What you are asked to do:
Reproduce the whole listing, keeping each word unchanged.

Material for this exercise:

+---+

//! # Identity Directory Client
//!
//! Contract and HTTP implementation for the platform identity/tenant
//! directory: bearer-token introspection plus the tenant-hierarchy lookups
//! (root, parent, children, ancestors) that tenant access decisions build
//! on. The directory owns all identity and hierarchy state; this crate
//! never caches, retries, or batches on its own.

pub mod client;
pub mod config;
pub mod error;

pub use client::{DirectoryClient, HttpDirectoryClient, create_directory_client};
pub use config::{DirectoryConfig, EndpointConfig, ServerConfig};
pub use error::{DirectoryError, DirectoryResult};
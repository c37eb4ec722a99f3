use serde::{Deserialize, Serialize};

/// Permission granting blanket access to every tenant in the hierarchy,
/// bypassing assignment and ancestry checks (but never tenant validity).
pub const ACCESS_ALL_TENANTS: &str = "ACCESS_ALL_TENANTS";

/// Opaque identifier of a node in the rooted tenant tree.
///
/// The directory is the only authority on which identifiers exist; this type
/// only guarantees the identifier is non-blank, since a blank value on the
/// wire means "absent". Deserialization funnels through [`TenantId::new`],
/// so the guarantee holds for identifiers arriving off the wire too.
#[derive(Debug, Clone, PartialEq, Eq, Hash, Serialize, Deserialize, PartialOrd, Ord)]
#[serde(try_from = "String")]
pub struct TenantId(String);

impl TenantId {
    pub fn new(id: impl Into<String>) -> Option<Self> {
        let id = id.into();
        if id.trim().is_empty() {
            None
        } else {
            Some(Self(id))
        }
    }

    pub fn as_str(&self) -> &str {
        &self.0
    }

    pub fn into_inner(self) -> String {
        self.0
    }
}

impl std::fmt::Display for TenantId {
    fn fmt(&self, f: &mut std::fmt::Formatter<'_>) -> std::fmt::Result {
        write!(f, "{}", self.0)
    }
}

impl std::str::FromStr for TenantId {
    type Err = anyhow::Error;
    fn from_str(s: &str) -> Result<Self, Self::Err> {
        Self::try_from(s.to_string())
    }
}

impl TryFrom<String> for TenantId {
    type Error = anyhow::Error;

    fn try_from(value: String) -> Result<Self, Self::Error> {
        Self::new(value).ok_or_else(|| anyhow::anyhow!("blank tenant id"))
    }
}

/// Identity snapshot returned by the directory's `check_token` endpoint.
///
/// Only `permissions` and `assigned_tenants` drive access decisions; the
/// remaining claims are informational pass-through. Every field tolerates
/// absence and unknown response fields are ignored, so directory-side schema
/// additions never break deserialization. The snapshot is immutable: a fresh
/// introspection call is required to observe token changes.
#[derive(Debug, Clone, Default, PartialEq, Serialize, Deserialize)]
#[serde(default)]
pub struct SecurityContext {
    pub iss: Option<String>,
    pub sub: Option<String>,
    pub aud: Option<String>,
    pub exp: i64,
    pub iat: i64,
    pub jti: Option<String>,
    pub auth_time: i64,
    pub given_name: Option<String>,
    pub family_name: Option<String>,
    pub email: Option<String>,
    pub locale: Option<String>,
    pub active: bool,
    pub scope: Vec<String>,
    pub client_id: Option<String>,
    pub username: Option<String>,
    pub user_id: Option<String>,
    pub account_type: Option<String>,
    pub currency: Option<String>,
    pub tenant_id: Option<TenantId>,
    pub tenant_name: Option<String>,
    pub provider_id: Option<String>,
    pub provider_name: Option<String>,
    pub provider_email: Option<String>,
    pub assigned_tenants: Vec<TenantId>,
    pub roles: Vec<String>,
    pub permissions: Vec<String>,
}

impl SecurityContext {
    /// True iff the subject holds the named permission. Absence of a
    /// permission always means denied.
    pub fn has_permission(&self, permission: &str) -> bool {
        self.permissions.iter().any(|p| p == permission)
    }

    /// True iff the tenant was explicitly granted to the subject,
    /// independent of hierarchy.
    pub fn is_assigned(&self, tenant_id: &TenantId) -> bool {
        self.assigned_tenants.contains(tenant_id)
    }
}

+---+

Output:
//! # Identity Directory Client
//!
//! Contract and HTTP implementation for the platform identity/tenant
//! directory: bearer-token introspection plus the tenant-hierarchy lookups
//! (root, parent, children, ancestors) that tenant access decisions build
//! on. The directory owns all identity and hierarchy state; this crate
//! never caches, retries, or batches on its own.

pub mod client;
pub mod config;
pub mod error;

pub use client::{DirectoryClient, HttpDirectoryClient, create_directory_client};
pub use config::{DirectoryConfig, EndpointConfig, ServerConfig};
pub use error::{DirectoryError, DirectoryResult};
repository c37eb4ec722a99f3
use serde::{Deserialize, Serialize};

/// Permission granting blanket access to every tenant in the hierarchy,
/// bypassing assignment and ancestry checks (but never tenant validity).
pub const ACCESS_ALL_TENANTS: &str = "ACCESS_ALL_TENANTS";

/// Opaque identifier of a node in the rooted tenant tree.
///
/// The directory is the only authority on which identifiers exist; this type
/// only guarantees the identifier is non-blank, since a blank value on the
/// wire means "absent". Deserialization funnels through [`TenantId::new`],
/// so the guarantee holds for identifiers arriving off the wire too.
#[derive(Debug, Clone, PartialEq, Eq, Hash, Serialize, Deserialize, PartialOrd, Ord)]
#[serde(try_from = "String")]
pub struct TenantId(String);

impl TenantId {
    pub fn new(id: impl Into<String>) -> Option<Self> {
        let id = id.into();
        if id.trim().is_empty() {
            None
        } else {
            Some(Self(id))
        }
    }

    pub fn as_str(&self) -> &str {
        &self.0
    }

    pub fn into_inner(self) -> String {
        self.0
    }
}

impl std::fmt::Display for TenantId {
    fn fmt(&self, f: &mut std::fmt::Formatter<'_>) -> std::fmt::Result {
        write!(f, "{}", self.0)
    }
}

impl std::str::FromStr for TenantId {
    type Err = anyhow::Error;
    fn from_str(s: &str) -> Result<Self, Self::Err> {
        Self::try_from(s.to_string())
    }
}

impl TryFrom<String> for TenantId {
    type Error = anyhow::Error;

    fn try_from(value: String) -> Result<Self, Self::Error> {
        Self::new(value).ok_or_else(|| anyhow::anyhow!("blank tenant id"))
    }
}

/// Identity snapshot returned by the directory's `check_token` endpoint.
///
/// Only `permissions` and `assigned_tenants` drive access decisions; the
/// remaining claims are informational pass-through. Every field tolerates
/// absence and unknown response fields are ignored, so directory-side schema
/// additions never break deserialization. The snapshot is immutable: a fresh
/// introspection call is required to observe token changes.
#[derive(Debug, Clone, Default, PartialEq, Serialize, Deserialize)]
#[serde(default)]
pub struct SecurityContext {
    pub iss: Option<String>,
    pub sub: Option<String>,
    pub aud: Option<String>,
    pub exp: i64,
    pub iat: i64,
    pub jti: Option<String>,
    pub auth_time: i64,
    pub given_name: Option<String>,
    pub family_name: Option<String>,
    pub email: Option<String>,
    pub locale: Option<String>,
    pub active: bool,
    pub scope: Vec<String>,
    pub client_id: Option<String>,
    pub username: Option<String>,
    pub user_id: Option<String>,
    pub account_type: Option<String>,
    pub currency: Option<String>,
    pub tenant_id: Option<TenantId>,
    pub tenant_name: Option<String>,
    pub provider_id: Option<String>,
    pub provider_name: Option<String>,
    pub provider_email: Option<String>,
    pub assigned_tenants: Vec<TenantId>,
    pub roles: Vec<String>,
    pub permissions: Vec<String>,
}

impl SecurityContext {
    /// True iff the subject holds the named permission. Absence of a
    /// permission always means denied.
    pub fn has_permission(&self, permission: &str) -> bool {
        self.permissions.iter().any(|p| p == permission)
    }

    /// True iff the tenant was explicitly granted to the subject,
    /// independent of hierarchy.
    pub fn is_assigned(&self, tenant_id: &TenantId) -> bool {
        self.assigned_tenants.contains(tenant_id)
    }
}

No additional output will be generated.